Restate word for word the lines of the records below, starting at the line that contains "access token expires." and ending at the line that contains "impl From<User> for", with both of those lines included and nothing else.

[Collected data entries]
————
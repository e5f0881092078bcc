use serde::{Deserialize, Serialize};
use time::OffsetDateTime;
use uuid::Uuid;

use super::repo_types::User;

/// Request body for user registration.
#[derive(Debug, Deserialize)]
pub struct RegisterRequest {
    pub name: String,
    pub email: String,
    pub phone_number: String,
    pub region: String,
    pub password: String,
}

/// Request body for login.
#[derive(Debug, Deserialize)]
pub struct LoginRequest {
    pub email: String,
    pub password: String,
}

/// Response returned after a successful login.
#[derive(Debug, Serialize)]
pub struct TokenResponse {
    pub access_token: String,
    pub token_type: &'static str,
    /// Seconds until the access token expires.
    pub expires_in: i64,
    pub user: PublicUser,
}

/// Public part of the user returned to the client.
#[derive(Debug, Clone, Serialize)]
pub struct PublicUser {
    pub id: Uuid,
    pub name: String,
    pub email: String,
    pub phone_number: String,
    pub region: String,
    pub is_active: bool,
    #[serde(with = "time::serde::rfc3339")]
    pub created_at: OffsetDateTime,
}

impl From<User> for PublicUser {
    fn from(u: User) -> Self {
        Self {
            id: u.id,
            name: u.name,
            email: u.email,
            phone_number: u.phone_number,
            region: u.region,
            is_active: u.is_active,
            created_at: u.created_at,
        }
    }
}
————
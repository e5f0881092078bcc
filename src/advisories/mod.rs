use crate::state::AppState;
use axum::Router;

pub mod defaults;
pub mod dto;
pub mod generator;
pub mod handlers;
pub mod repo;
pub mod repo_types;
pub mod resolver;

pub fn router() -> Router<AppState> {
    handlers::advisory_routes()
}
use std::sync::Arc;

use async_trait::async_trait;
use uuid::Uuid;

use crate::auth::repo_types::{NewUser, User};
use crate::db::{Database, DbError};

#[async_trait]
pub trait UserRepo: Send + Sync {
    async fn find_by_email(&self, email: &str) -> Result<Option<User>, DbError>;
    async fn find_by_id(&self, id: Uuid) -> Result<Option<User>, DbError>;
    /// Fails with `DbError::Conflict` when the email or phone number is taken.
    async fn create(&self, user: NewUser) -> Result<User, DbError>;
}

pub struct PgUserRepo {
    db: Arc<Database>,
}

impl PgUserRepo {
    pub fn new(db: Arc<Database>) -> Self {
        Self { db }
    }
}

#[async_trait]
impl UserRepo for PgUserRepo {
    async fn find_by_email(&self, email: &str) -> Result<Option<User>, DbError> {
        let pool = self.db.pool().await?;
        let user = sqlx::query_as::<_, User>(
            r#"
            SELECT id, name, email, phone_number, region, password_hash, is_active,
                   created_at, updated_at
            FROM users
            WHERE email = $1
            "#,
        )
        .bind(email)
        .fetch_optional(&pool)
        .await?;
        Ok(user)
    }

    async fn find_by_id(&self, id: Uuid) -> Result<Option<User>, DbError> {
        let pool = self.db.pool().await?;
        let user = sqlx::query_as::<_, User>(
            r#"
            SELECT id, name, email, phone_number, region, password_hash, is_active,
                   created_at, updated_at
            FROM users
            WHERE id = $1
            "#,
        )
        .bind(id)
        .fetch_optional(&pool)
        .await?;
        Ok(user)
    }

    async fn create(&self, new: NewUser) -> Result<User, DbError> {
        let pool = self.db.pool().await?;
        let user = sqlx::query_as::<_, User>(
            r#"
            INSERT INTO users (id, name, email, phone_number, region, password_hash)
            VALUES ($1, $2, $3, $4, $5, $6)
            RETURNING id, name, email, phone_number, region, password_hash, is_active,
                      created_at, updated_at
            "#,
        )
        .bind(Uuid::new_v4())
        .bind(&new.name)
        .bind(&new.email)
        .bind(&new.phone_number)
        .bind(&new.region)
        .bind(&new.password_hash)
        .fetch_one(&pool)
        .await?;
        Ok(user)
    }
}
————
- **EXERCISE RESULT**:
    /// Seconds until the access token expires.
    pub expires_in: i64,
    pub user: PublicUser,
}

/// Public part of the user returned to the client.
#[derive(Debug, Clone, Serialize)]
pub struct PublicUser {
    pub id: Uuid,
    pub name: String,
    pub email: String,
    pub phone_number: String,
    pub region: String,
    pub is_active: bool,
    #[serde(with = "time::serde::rfc3339")]
    pub created_at: OffsetDateTime,
}

impl From<User> for PublicUser {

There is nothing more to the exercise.